Маркс дает нам точный критерий для понятия сознания. «Сознанное бытие», «реальный процесс» жизни людей, конечно, никак не может быть понят, как процесс чисто биологический, а только как социальный. Это социальная практика, это борьба, столкновения, победы и поражения, в результате которых, в опосредствовании которыми, в конечном счете, вырастают все человеческие эмоции, переживания: любовь, ненависть, дружба, товарищество, гнев и т. п. Весь этот комплекс ищет своего выражения через искусство.

Исходя из марксистского понимания действительности, мы, анализируя творческие позиции формалистов, должны вплотную рассмотреть как ими сознается (познается) бытие, «реальный процесс жизни» в аспекте сегодняшнего дня. Таким образом мы подходим к вопросу гносеологическому — к методу познания действительности.

* * *

Мир, окружающий нас, абсолютно реален, и все явления в нем (как собственно физические, так и социальные) находятся в определенной причинно-следственной связи. Налицо постоянное движение, процесс. Все мировые процессы развиваются на основе единства противоположностей. Мир познаваем. Непознанное, нераскрытое сегодня познается завтра, через год, через 10 лет в соответствии с расширением точных человеческих знаний. Это познание мира протекает не как отдельный, изолированный умозрительный процесс, а в самой социальной практике, в самом «реальном процессе жизни», в борьбе, в достижениях, поражениях и новых взлетах. Мир познается не для того, чтобы его объяснить, а для того, чтобы его переделать (революционная активность познания).

Буржуазное искусство последних столетий в основном исходит из совершенно другого представления о мире и возможности его познания. Опорные точки этой гносеологии мы находим в философии Беркли, Канта, Маха, Авенариуса, у русских махистов школы Богданова и др.

Если в поповском, мистическом субъективном идеализме Беркли и его последователей, так блестяще разоблаченных Лениным в его «Материализме и эмпириокритицизме», налицо полное отрицание реальности, материальности мира, то идеалистическая критическая философия Канта, признавая реальное существование мира предметов, вещей, утверждает невозможность их познания, противопоставляет их человеку, рвет единство, утверждает отсутствие закономерности и причинности, замыкает «вещь в себе». Кант — высшая точка немецкой классической философии— делает попытку примирения идеализма и материализма, компромисса между ними (отнюдь в этом смысле не случаен лозунг деятелей II Интернационала — «назад к Канту»).

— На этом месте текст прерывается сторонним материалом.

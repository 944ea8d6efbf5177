//! # Decoder
//!
//! Pure vendor-protocol decoding: raw notification frames to typed, scaled
//! samples.
//!
//! Runs synchronously on the notification delivery path and never propagates
//! an error past its boundary: malformed payloads are dropped with a logged
//! warning and the caller keeps processing the stream.

mod arbiter;
mod heart_rate;
mod pmd;

pub use arbiter::HeartRateArbiter;
pub use pmd::{FRAME_TYPE_DELTA, PMD_HEADER_LEN, PPG_MASK};

use contracts::{DecodedSample, NotifyChannel, RawFrame, SampleEvent};

/// Decode one raw frame into zero or more samples, each tagged with the
/// given capture timestamp.
///
/// Pure and non-blocking; safe to call from the notification path.
pub fn decode(frame: &RawFrame, captured_at_ms: i64) -> Vec<SampleEvent> {
    let samples = decode_samples(frame);
    samples
        .into_iter()
        .map(|s| SampleEvent::new(s, captured_at_ms))
        .collect()
}

/// Decode one raw frame into bare samples (no timestamp tagging).
pub fn decode_samples(frame: &RawFrame) -> Vec<DecodedSample> {
    match frame.channel {
        NotifyChannel::HeartRate => heart_rate::decode(&frame.payload),
        NotifyChannel::MeasurementData => pmd::decode(&frame.payload),
    }
}

#[cfg(test)]
mod tests {
    use super::*;
    use bytes::Bytes;
    use contracts::AxisTriple;

    #[test]
    fn test_decode_tags_capture_timestamp() {
        // flags=0x00, hr=80 (8-bit)
        let frame = RawFrame::new(NotifyChannel::HeartRate, Bytes::from(vec![0x00, 80]));
        let events = decode(&frame, 42);
        assert_eq!(events.len(), 1);
        assert_eq!(events[0].captured_at_ms, 42);
        assert_eq!(events[0].sample, DecodedSample::HeartRate { bpm: 80 });
    }

    #[test]
    fn test_decode_raw_accel_example() {
        // 10-byte header + 3 raw samples of 3x i16 LE each.
        let mut payload = vec![0u8; 10];
        payload[0] = 0x02; // accelerometer tag
        payload[9] = 0x00; // raw frame type
        for v in [
            [1000i16, -1000, 500],
            [1001, -999, 501],
            [1002, -998, 502],
        ] {
            for axis in v {
                payload.extend_from_slice(&axis.to_le_bytes());
            }
        }
        let frame = RawFrame::new(NotifyChannel::MeasurementData, Bytes::from(payload));
        let events = decode(&frame, 0);
        assert_eq!(events.len(), 3);
        match events[0].sample {
            DecodedSample::Accel { raw } => {
                assert_eq!(raw, AxisTriple::new(1000, -1000, 500));
                assert_eq!(raw.scaled(), [1.0, -1.0, 0.5]);
            }
            other => panic!("expected accel, got {other:?}"),
        }
    }
}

Кантовский дуализм, компромиссный материализм не закрывает, а широко распахивает ворота мистике, потустороннему, религии. Не случайно, скажем, ультра-упадочная дворянско-буржуазная школа русского искусства и литературы конца XIX и XX вв., известная под названием «символистов», наложившая гнилостный отпечаток на все развитие новейшего буржуазного русского искусства, исходила фактически из кантианских установок, трактуя в своей теории символа вещь, как знак, как намек из потустороннего, «высшего» мира, утверждая невозможность объективного познания вещи. Кантианство в чистом и модернизированном виде (неокантианство) в значительной степени определяло пути развития буржуазного искусства. Но определяло не в чистом виде, а в постоянном сочетании, в постоянном контексте с субъективным идеализмом, т. е. утверждением в основе мироздания не материи, а мышления, субъективного «я» и далее — декларированием ощущения (Мах, Авенариус) или интуиции (Бергсон), как критерия познания.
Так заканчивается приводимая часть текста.